- Film Poster
- Directed by: Paul L. Stein E. J. Babille (assistant)
- Written by: Horace Jackson (screenplay) Robert Milton (story) Dorothy Cairns (story)
- Produced by: E. B. Derr
- Starring: Constance Bennett Kenneth MacKenna Basil Rathbone
- Cinematography: John Mescall
- Edited by: Daniel Mandell
- Music by: Francis Gromon
- Production company: Pathé Exchange
- Distributed by: RKO Radio Pictures
- Release date: November 10, 1930 (U.S.);
- Running time: 75 minutes
- Country: United States
- Language: English
- Budget: $450,000
- Box office: $623,000

= Sin Takes a Holiday =

1930 film

Sin Takes a Holiday is a 1930 American pre-Code romantic comedy film, directed by Paul L. Stein, from a screenplay by Horace Jackson, based on a story by Robert Milton and Dorothy Cairns.

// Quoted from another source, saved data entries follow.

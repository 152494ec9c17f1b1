//! `notaline run` - execute one collection pass.

use anyhow::{Context, Result};
use clap::Args;
use comfy_table::{modifiers::UTF8_ROUND_CORNERS, presets::UTF8_FULL, Cell, Color, Table};

use notaline_core::ProgressContext;
use notaline_nfe::{runner, RunConfig, Summary};
use notaline_sankhya::{load_query, Client, Session};

use crate::config::Config;
use crate::source::SankhyaSource;

#[derive(Args)]
pub struct RunArgs {
    /// Named query under the queries directory
    #[arg(long, default_value = "xmls")]
    query: String,

    /// Query parameter as key=value (repeatable)
    #[arg(long = "param", value_parser = parse_key_val)]
    params: Vec<(String, String)>,

    /// Worker pool size (default from config)
    #[arg(long)]
    workers: Option<usize>,

    /// Skip the Telegram notification
    #[arg(long)]
    no_notify: bool,
}

pub fn run(args: RunArgs, config: &Config, progress: &ProgressContext) -> Result<()> {
    let credentials = config.sankhya.credentials().context(
        "Sankhya credentials not configured \
         (set SANKHYA_TOKEN/SANKHYA_APPKEY/SANKHYA_USERNAME/SANKHYA_PASSWORD \
         or the [sankhya] section)",
    )?;

    let sql = load_query(&config.paths.queries_dir, &args.query, &args.params)?;

    let session = Session::new(credentials, config.sankhya.endpoints(), config.retry.policy());
    let client = Client::new(session);
    let source = SankhyaSource::new(&client);

    let workers = args
        .workers
        .unwrap_or(config.workers.default)
        .min(config.workers.max);
    let run_config = RunConfig {
        log_dir: config.paths.logs_dir.clone(),
        xml_dir: config.paths.xml_dir.clone(),
        workers,
    };

    log::info!("Running query '{}'", args.query);
    let summary = runner::run(&sql, &source, &run_config, progress)?;
    print_summary(&summary);

    if args.no_notify {
        return Ok(());
    }
    match config.telegram.notifier() {
        Some(notifier) => {
            notifier.send(&summary.notification_text());
        }
        None => log::debug!("telegram not configured, skipping notification"),
    }
    Ok(())
}

/// Print the run tallies as a table on stderr.
fn print_summary(summary: &Summary) {
    if summary.is_empty() {
        eprintln!("\nNo new electronic invoices to process.");
        return;
    }
    let mut table = Table::new();
    table
        .load_preset(UTF8_FULL)
        .apply_modifier(UTF8_ROUND_CORNERS)
        .set_header(vec![
            Cell::new("XML download").fg(Color::Cyan),
            Cell::new("Value").fg(Color::Cyan),
        ]);
    table.add_row(vec!["Attempted".to_string(), summary.attempted.to_string()]);
    table.add_row(vec![
        "New from query".to_string(),
        summary.discovered.to_string(),
    ]);
    table.add_row(vec![
        "Retried".to_string(),
        format!("{} ({} recovered)", summary.retried, summary.recovered),
    ]);
    table.add_row(vec!["Succeeded".to_string(), summary.succeeded.to_string()]);
    table.add_row(vec!["Failed".to_string(), summary.failed.to_string()]);
    table.add_row(vec![
        "Time".to_string(),
        format!("{:.1}s", summary.elapsed.as_secs_f64()),
    ]);
    eprintln!("\n{table}");
}

fn parse_key_val(s: &str) -> Result<(String, String), String> {
    s.split_once('=')
        .map(|(k, v)| (k.to_string(), v.to_string()))
        .ok_or_else(|| format!("expected key=value, got '{s}'"))
}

It starred Constance Bennett, Kenneth MacKenna, and Basil Rathbone. Originally produced by Pathé Exchange and released in 1930, it was part of the takeover package when RKO Pictures acquired Pathé that year; it was re-released by RKO in 1931.

==Plot==

Sin Takes a Holiday (1930)

Sylvia Brenner is a "plain" secretary sharing an apartment with two other women, one of whom is her friend Annie. Her economic condition is meager, but she makes do with what she has.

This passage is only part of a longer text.